The Signed Two-Space Proximity Model for Learning Representations in Protein-Protein Interaction Networks
Nikolaos Nakis, Chrysoula Kosma, Anastasia Brativnyk, Michail Chatzianastasis, Iakovos Evdaimon, Michalis Vazirgiannis
TL;DR
The paper tackles learning representations for signed protein-protein interaction (PPI) networks that include activating (positive) and inhibiting (negative) interactions. It introduces the Signed Two-Space Proximity Model (S2-SPM), which uses two independent latent spaces and archetypal analysis to model positive and negative interactions separately, employing a Skellam likelihood to reconstruct the signed graph. The work demonstrates superior signed link prediction, robust BNMI-based recovery of archetype structures, and biologically meaningful GO-term enrichment for archetypes, validating both interpretability and functional relevance.

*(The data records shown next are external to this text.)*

use std::collections::BTreeMap;
use std::fmt;

use serde::{Deserialize, Serialize};

/// Generic runtime value carried in exchange bodies, headers and properties.
///
/// Supports all JSON-compatible types plus binary data. Expressions evaluate
/// to a `Value`, and saga option values are stored as `Value`s until they are
/// copied onto finalization exchanges.
#[derive(Debug, Clone, PartialEq, Serialize, Deserialize, Default)]
#[serde(untagged)]
pub enum Value {
    /// JSON null.
    #[default]
    Null,
    /// JSON boolean.
    Bool(bool),
    /// JSON integer (signed 64-bit).
    Int(i64),
    /// JSON floating-point (64-bit IEEE 754).
    Float(f64),
    /// JSON string (UTF-8).
    String(String),
    /// JSON array (ordered sequence of values).
    Array(Vec<Value>),
    /// JSON object. Uses `BTreeMap` for deterministic iteration order.
    Map(BTreeMap<String, Value>),
    /// Binary data. Declared last so JSON arrays of small integers
    /// deserialize as `Array`, never as `Bytes`.
    Bytes(Vec<u8>),
}

impl Value {
    /// Returns `true` for `Value::Null`.
    #[must_use]
    pub fn is_null(&self) -> bool {
        matches!(self, Value::Null)
    }

    /// Borrow the inner string, if this is a `Value::String`.
    #[must_use]
    pub fn as_str(&self) -> Option<&str> {
        match self {
            Value::String(s) => Some(s),
            _ => None,
        }
    }

    /// Returns the inner integer, if this is a `Value::Int`.
    #[must_use]
    pub fn as_i64(&self) -> Option<i64> {
        match self {
            Value::Int(i) => Some(*i),
            _ => None,
        }
    }

    /// Stable textual key for this value.
    ///
    /// Used wherever a value must index a map (sticky correlation keys).
    /// Strings render without quotes so that a header `"a"` and the constant
    /// `a` correlate to the same key.
    #[must_use]
    pub fn to_key(&self) -> String {
        match self {
            Value::String(s) => s.clone(),
            other => other.to_string(),
        }
    }
}

impl fmt::Display for Value {
    fn fmt(&self, f: &mut fmt::Formatter<'_>) -> fmt::Result {
        match self {
            Value::Null => f.write_str("null"),
            Value::Bool(b) => write!(f, "{b}"),
            Value::Int(i) => write!(f, "{i}"),
            Value::Float(x) => write!(f, "{x}"),
            Value::String(s) => write!(f, "{s:?}"),
            Value::Bytes(b) => write!(f, "<{} bytes>", b.len()),
            Value::Array(items) => {
                f.write_str("[")?;
                for (i, item) in items.iter().enumerate() {
                    if i > 0 {
                        f.write_str(",")?;
                    }
                    write!(f, "{item}")?;
                }
                f.write_str("]")
            }
            Value::Map(entries) => {
                f.write_str("{")?;
                for (i, (k, v)) in entries.iter().enumerate() {
                    if i > 0 {
                        f.write_str(",")?;
                    }
                    write!(f, "{k:?}:{v}")?;
                }
                f.write_str("}")
            }
        }
    }
}

impl From<&str> for Value {
    fn from(s: &str) -> Self {
        Value::String(s.to_string())
    }
}

impl From<String> for Value {
    fn from(s: String) -> Self {
        Value::String(s)
    }
}

impl From<i64> for Value {
    fn from(i: i64) -> Self {
        Value::Int(i)
    }
}

impl From<bool> for Value {
    fn from(b: bool) -> Self {
        Value::Bool(b)
    }
}

impl From<f64> for Value {
    fn from(x: f64) -> Self {
        Value::Float(x)
    }
}

impl From<Vec<u8>> for Value {
    fn from(b: Vec<u8>) -> Self {
        Value::Bytes(b)
    }
}

#[cfg(test)]
mod tests {
    use super::*;

    #[test]
    fn string_key_has_no_quotes() {
        assert_eq!(Value::from("order-1").to_key(), "order-1");
        assert_eq!(Value::Int(7).to_key(), "7");
        assert_eq!(Value::Null.to_key(), "null");
    }

    #[test]
    fn display_nested_structures() {
        let mut map = BTreeMap::new();
        map.insert("a".to_string(), Value::Array(vec![Value::Int(1), Value::Bool(true)]));
        assert_eq!(Value::Map(map).to_string(), r#"{"a":[1,true]}"#);
    }

    #[test]
    fn deserializes_untagged_json() {
        let v: Value = serde_json::from_str(r#"{"k": [1, "x", null]}"#).unwrap();
        let Value::Map(m) = v else {
            panic!("expected map");
        };
        assert_eq!(
            m["k"],
            Value::Array(vec![Value::Int(1), Value::from("x"), Value::Null])
        );
    }
}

By decoupling the positive and negative spaces, S2-SPM offers a principled and interpretable framework for decoding complex regulatory patterns in SPPI networks, with publicly available SIGNOR data and GO annotations enabling further exploration.
Abstract
Accurately predicting complex protein-protein interactions (PPIs) is crucial for decoding biological processes, from cellular functioning to disease mechanisms. However, experimental methods for determining PPIs are computationally expensive. Thus, attention has been recently drawn to machine learning approaches. Furthermore, insufficient effort has been made toward analyzing signed PPI networks, which capture both activating (positive) and inhibitory (negative) interactions. To accurately represent biological relationships, we present the Signed Two-Space Proximity Model (S2-SPM) for signed PPI networks, which explicitly incorporates both types of interactions, reflecting the complex regulatory mechanisms within biological systems. This is achieved by leveraging two independent latent spaces to differentiate between positive and negative interactions while representing protein similarity through proximity in these spaces. Our approach also enables the identification of archetypes representing extreme protein profiles. S2-SPM's superior performance in predicting the presence and sign of interactions in SPPI networks is demonstrated in link prediction tasks against relevant baseline methods. Additionally, the biological prevalence of the identified archetypes is confirmed by an enrichment analysis of Gene Ontology (GO) terms, which reveals that distinct biological tasks are associated with archetypal groups formed by both interactions. This study is also validated regarding statistical significance and sensitivity analysis, providing insights into the functional roles of different interaction types. Finally, the robustness and consistency of the extracted archetype structures are confirmed using the Bayesian Normalized Mutual Information (BNMI) metric, proving the model's reliability in capturing meaningful SPPI patterns.